What is Sponge Iron:
Sponge iron is a metallic product produced through direct reduction of iron ore in the solid state. It is a substitute for scrap and is mainly used in making steel through the secondary route.
What is a Kiln:
Rotary kiln is a refractory lined horizontal steel cylinder (72m – 80m long & 4.2m in diameter) which is slightly inclined (1.432o) towards the outlet side and the cylinder is rotated (0.35-0.7 RPM) by Motor – Gear arrangement. The inner surface of kiln is made of a refractory castable material which primarily consists of 60%-80% monolithic Alumina.
How Sponge Iron is made:
Sponge iron making process is removal of oxygen from sized ore in solid state. To do this - iron ore, non coking coal and a small quantity of Dolomite is fed into the rotary kiln. Non-coking coal acts as reductant at bed temperature of 1050 oC and the dolomite acts as a desulphurizing compound. The whole reduction process takes place inside a rotary kiln in a reducing atmosphere for 10-12 hours to produce Directly Reduced Iron (DRI) of Sponge Iron.

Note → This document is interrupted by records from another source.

impl Rational {
    // ========================================================================
    // Construction
    // ========================================================================

    /// Create from a numerator and a denominator, keeping the given form.
    ///
    /// A negative denominator moves its sign onto the numerator.
    ///
    /// # Errors
    /// Returns `ZeroDenominator` if `denom` is zero.
    pub fn new(num: impl Into<BigInt>, denom: impl Into<BigInt>) -> NumericResult<Self> {
        let (num, denom) = (num.into(), denom.into());
        match denom.sign() {
            num_bigint::Sign::NoSign => Err(NumericError::ZeroDenominator),
            num_bigint::Sign::Plus => Ok(Self(BigRational::new_raw(num, denom))),
            num_bigint::Sign::Minus => Ok(Self(BigRational::new_raw(-num, -denom))),
        }
    }

    /// Create from an integer (denominator 1).
    #[inline]
    pub fn from_integer(value: impl Into<BigInt>) -> Self {
        Self(BigRational::from_integer(value.into()))
    }

    /// Exact conversion of a decimal value.
    ///
    /// A negative exponent becomes a power-of-ten denominator; a zero or
    /// positive exponent scales the numerator and leaves the denominator at 1.
    pub fn from_decimal_parts(parts: &DecimalParts) -> Self {
        let magnitude = parts.magnitude();
        let base = if parts.is_negative() {
            -magnitude
        } else {
            magnitude
        };

        let exponent = parts.exponent();
        let (num, denom) = if exponent < 0 {
            (base, pow10(exponent.unsigned_abs()))
        } else if base.is_zero() {
            (base, BigInt::one())
        } else {
            (base * pow10(exponent.unsigned_abs()), BigInt::one())
        };

        let rational = Self(BigRational::new_raw(num, denom));
        tracing::trace!(decimal = %parts, rational = %rational, "converted decimal to rational");
        rational
    }

    /// Parse a decimal string and convert it exactly.
    ///
    /// # Errors
    /// Any parse error from [`DecimalParts`].
    pub fn from_str_decimal(s: &str) -> NumericResult<Self> {
        let parts: DecimalParts = s.parse()?;
        Ok(Self::from_decimal_parts(&parts))
    }

    /// Exact conversion of a `rust_decimal::Decimal` (mantissa over 10^scale).
    pub fn from_decimal(d: rust_decimal::Decimal) -> Self {
        Self::from_decimal_parts(&DecimalParts::from_decimal(d))
    }

    // ========================================================================
    // Accessors
    // ========================================================================

    #[inline]
    pub fn numerator(&self) -> &BigInt {
        self.0.numer()
    }

    /// Always positive.
    #[inline]
    pub fn denominator(&self) -> &BigInt {
        self.0.denom()
    }

    /// Split into `(numerator, denominator)` as stored.
    pub fn into_parts(self) -> (BigInt, BigInt) {
        self.0.into_raw()
    }

    #[inline]
    pub fn as_big_rational(&self) -> &BigRational {
        &self.0
    }

    #[inline]
    pub fn is_zero(&self) -> bool {
        self.0.numer().is_zero()
    }

    #[inline]
    pub fn is_negative(&self) -> bool {
        self.0.numer().is_negative()
    }

    #[inline]
    pub fn is_positive(&self) -> bool {
        self.0.numer().is_positive()
    }

    /// True when numerator and denominator share no common factor.
    pub fn is_reduced(&self) -> bool {
        self.0.numer().gcd(self.0.denom()).is_one()
    }

    // ========================================================================
    // Transformations
    // ========================================================================

    /// Reduce to lowest terms. Zero reduces to 0/1.
    pub fn reduce(&self) -> Self {
        Self(self.0.reduced())
    }

    /// Absolute value, keeping the stored form.
    pub fn abs(&self) -> Self {
        Self(BigRational::new_raw(
            self.0.numer().abs(),
            self.0.denom().clone(),
        ))
    }

    /// Division that reports a zero divisor instead of panicking.
    ///
    /// # Errors
    /// Returns `ZeroDenominator` if `rhs` is zero.
    pub fn checked_div(&self, rhs: &Self) -> NumericResult<Self> {
        if rhs.is_zero() {
            return Err(NumericError::ZeroDenominator);
        }
        Ok(Self(&self.0 / &rhs.0))
    }

    /// Express the value over `denom`, rounding the numerator with `mode`.
    ///
    /// ```
    /// use decimal_rational::numeric::{Rational, RoundingMode};
    ///
    /// let third = Rational::new(1, 3).unwrap();
    /// let cents = third.convert_denom(100, RoundingMode::HalfUp).unwrap();
    /// assert_eq!(cents.to_string(), "33/100");
    /// ```
    ///
    /// # Errors
    /// - `ZeroDenominator` if `denom` is zero
    /// - `InvalidInput` if `denom` is negative
    /// - `PrecisionLoss` if `mode` is `Never` and rounding would be needed
    pub fn convert_denom(&self, denom: impl Into<BigInt>, mode: RoundingMode) -> NumericResult<Self> {
        let denom = denom.into();
        if denom.is_zero() {
            return Err(NumericError::ZeroDenominator);
        }
        if denom.is_negative() {
            return Err(NumericError::InvalidInput);
        }
        if &denom == self.0.denom() {
            return Ok(self.clone());
        }

        let reduced = self.0.reduced();
        let g = reduced.denom().gcd(&denom);
        let scaled = reduced.numer() * (&denom / &g);
        let num = mode.divide(&scaled, &(reduced.denom() / &g))?;

        Ok(Self(BigRational::new_raw(num, denom)))
    }

    /// Exact decimal form of the value.
    ///
    /// Works whenever the reduced denominator has no prime factors other
    /// than 2 and 5.
    ///
    /// # Errors
    /// - `PrecisionLoss` if the value has no finite decimal expansion
    /// - `Overflow` if the number of decimal places does not fit an `i32`
    pub fn to_decimal_parts(&self) -> NumericResult<DecimalParts> {
        let reduced = self.0.reduced();

        let mut rest = reduced.denom().clone();
        let (mut twos, mut fives) = (0u64, 0u64);
        while (&rest % 2u32).is_zero() {
            rest /= 2u32;
            twos += 1;
        }
        while (&rest % 5u32).is_zero() {
            rest /= 5u32;
            fives += 1;
        }
        if !rest.is_one() {
            return Err(NumericError::PrecisionLoss);
        }

        // 10^places / denom == 2^(places - twos) * 5^(places - fives)
        let places = twos.max(fives);
        let exponent = i32::try_from(places).map_err(|_| NumericError::Overflow)?;
        let places = exponent.unsigned_abs();
        let factor = BigInt::from(2u32).pow(places - twos as u32)
            * BigInt::from(5u32).pow(places - fives as u32);
        let num = reduced.numer() * factor;

        Ok(DecimalParts::from_magnitude(
            num.is_negative(),
            num.magnitude(),
            -exponent,
        ))
    }

    /// Convert to `rust_decimal::Decimal`.
    ///
    /// # Errors
    /// As [`Rational::to_decimal_parts`], plus `PrecisionLoss` when more
    /// than 28 decimal places are needed and `Overflow` when the value
    /// exceeds the 96-bit mantissa.
    pub fn to_decimal(&self) -> NumericResult<rust_decimal::Decimal> {
        self.to_decimal_parts()?.to_decimal()
    }
}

Problem: Non coking coal, greater than 3mm in size, i.e., coal fines are fed into the Kiln. These Coal fines get air borne inside the kiln and doesn’t help in the reduction process. This increases the cost of production substantially. Hence these are not preferred in the processing stages.
We are looking for a solution to make briquettes from these coal fines so that they can be charged from the feed / inlet end of the kiln with Iron Ore and coal. Similar to coal lumps, the briquettes must sustain all mechanical forces due to tumbling of the burden and should travel at least 10m before it is fully burnt to release heat.
We have made various attempts to form briquettes of coal fines using Molasses / Bentonite / Sodium Silicate as binders, but the strength achieved is not sufficient for the intended use. The strength of such briquettes must be at least 80?S (Cold Crushing Strength) of coal and the binder must be able to sustain its property at 850 oC -950 oC..
We are looking for a solution to make briquettes from coal fines (less than 3mm) which will maintain their shape i.e. will not crumble inside the Kiln due to various factors mentioned above.